We tapped eight testers and made sure we had two runners give feedback on every single pair of shoes. Two testers want to run the NYC marathon next year, one ran this year’s and another ran in 2017. We have one tester in the Brooklyn Track Club and two with esteemed cross country and track backgrounds. While the most intense testing happened over the past couple weeks, our Outdoors and Fitness team has been testing new shoes since January 1 and keeps track of the latest model releases, making sure we know the difference between the New Balance 1080 v6 and v7.

Once we had our team of testers, we distributed the running shoes and let the testing commence. We took to the roads in 50-degree weather and 0-degree weather, noting how that temperature affected the foam and gel, plus wore the shoes to walk around all day, on long travel weekends and to fitness classes so we could get an overarching picture of what each shoe can actually do and what its limitations are. Beyond pure fit, we evaluated the shoes from a durability, comfort and reliability perspective. We noted if the shoes made us feel zippy, helped us slog through training miles or fell a little flat.

Once the testing period ended, we categorized our results into three distinct pillars: speed, easy runs and long runs. Our speed shoes are, at their core, race day shoes. They’re the ones you’ll pull on for track practices and 200-meter repeats. They are the ones you want to win your local 5K in.

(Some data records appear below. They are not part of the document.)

//! Map-data assembly: flat rows into the nested document

use crate::config::StorageConfig;
use crate::db::models::*;
use crate::dto::*;
use std::collections::HashMap;

/// Every row reachable from a map-data filter, each list ordered by id
#[derive(Debug, Clone, Default)]
pub struct CatalogRows {
    pub contract_types: Vec<ContractType>,
    pub contract_statuses: Vec<ContractStatus>,
    pub contractors: Vec<Contractor>,
    pub areas: Vec<ContractorArea>,
    pub blocks: Vec<Block>,
    pub cruises: Vec<Cruise>,
    pub stations: Vec<Station>,
    pub ctd_data: Vec<CtdData>,
    pub samples: Vec<Sample>,
    pub env_results: Vec<EnvResult>,
    pub geo_results: Vec<GeoResult>,
    pub media: Vec<PhotoVideo>,
}

/// Group children under their parent id, keeping input order
fn group_by<T, F>(rows: &[T], parent: F) -> HashMap<i32, Vec<&T>>
where
    F: Fn(&T) -> i32,
{
    let mut grouped: HashMap<i32, Vec<&T>> = HashMap::new();
    for row in rows {
        grouped.entry(parent(row)).or_default().push(row);
    }
    grouped
}

fn take<'a, T>(grouped: &mut HashMap<i32, Vec<&'a T>>, id: i32) -> Vec<&'a T> {
    grouped.remove(&id).unwrap_or_default()
}

fn lookup_names<'a, I>(rows: I) -> HashMap<i32, String>
where
    I: IntoIterator<Item = (i32, &'a str)>,
{
    rows.into_iter().map(|(id, name)| (id, name.to_string())).collect()
}

/// Contractors with their areas and blocks nested
pub fn contractor_nodes(
    contractors: &[Contractor],
    areas: &[ContractorArea],
    blocks: &[Block],
    contract_types: &[ContractType],
    contract_statuses: &[ContractStatus],
) -> Vec<ContractorNode> {
    let types = lookup_names(contract_types.iter().map(|t| (t.id, t.name.as_str())));
    let statuses = lookup_names(contract_statuses.iter().map(|s| (s.id, s.name.as_str())));

    let mut areas_by_contractor = group_by(areas, |a| a.contractor_id);
    let mut blocks_by_area = group_by(blocks, |b| b.area_id);

    contractors
        .iter()
        .map(|contractor| ContractorNode {
            contractor: ContractorDto::from_model(contractor, &types, &statuses),
            areas: take(&mut areas_by_contractor, contractor.id)
                .into_iter()
                .map(|area| AreaNode {
                    area: AreaDto::from(area),
                    blocks: take(&mut blocks_by_area, area.id)
                        .into_iter()
                        .map(BlockDto::from)
                        .collect(),
                })
                .collect(),
        })
        .collect()
}

/// Build the map-data document.
///
/// Rows whose parent is not in `rows` are dropped, so the tree only holds
/// what the staged queries reached.
pub fn assemble_map_data(rows: &CatalogRows, storage: &StorageConfig) -> MapData {
    let contractors = contractor_nodes(
        &rows.contractors,
        &rows.areas,
        &rows.blocks,
        &rows.contract_types,
        &rows.contract_statuses,
    );

    let mut stations_by_cruise = group_by(&rows.stations, |s| s.cruise_id);
    let mut ctd_by_station = group_by(&rows.ctd_data, |c| c.station_id);
    let mut samples_by_station = group_by(&rows.samples, |s| s.station_id);
    let mut env_by_sample = group_by(&rows.env_results, |r| r.sample_id);
    let mut geo_by_sample = group_by(&rows.geo_results, |r| r.sample_id);
    let mut media_by_sample = group_by(&rows.media, |m| m.sample_id);

    let cruises = rows
        .cruises
        .iter()
        .map(|cruise| CruiseNode {
            cruise: CruiseDto::from(cruise),
            stations: take(&mut stations_by_cruise, cruise.id)
                .into_iter()
                .map(|station| StationNode {
                    station: StationDto::from(station),
                    ctd_data: take(&mut ctd_by_station, station.id)
                        .into_iter()
                        .map(CtdDto::from)
                        .collect(),
                    samples: take(&mut samples_by_station, station.id)
                        .into_iter()
                        .map(|sample| SampleNode {
                            sample: SampleDto::from(sample),
                            env_results: take(&mut env_by_sample, sample.id)
                                .into_iter()
                                .map(ResultDto::from)
                                .collect(),
                            geo_results: take(&mut geo_by_sample, sample.id)
                                .into_iter()
                                .map(ResultDto::from)
                                .collect(),
                            media: take(&mut media_by_sample, sample.id)
                                .into_iter()
                                .map(|m| MediaDto::from_model(m, storage))
                                .collect(),
                        })
                        .collect(),
                })
                .collect(),
        })
        .collect();

    let mut document = MapData { contractors, cruises, summary: MapDataSummary::default() };
    document.summary = document.count();
    document
}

Our long run shoes are cushioned to the max. Some offer a rocker to propel you forward over the hundreds of miles you plan to put on them, and others let you still feel the ground while the foam underfoot might look like it’s not going to let you.

Finally, our easy run shoes are the ones that we’d pick up to run on tempo days as well as days when we’re just headed out for a five-miler or need to escape the house during the holidays for a quickie.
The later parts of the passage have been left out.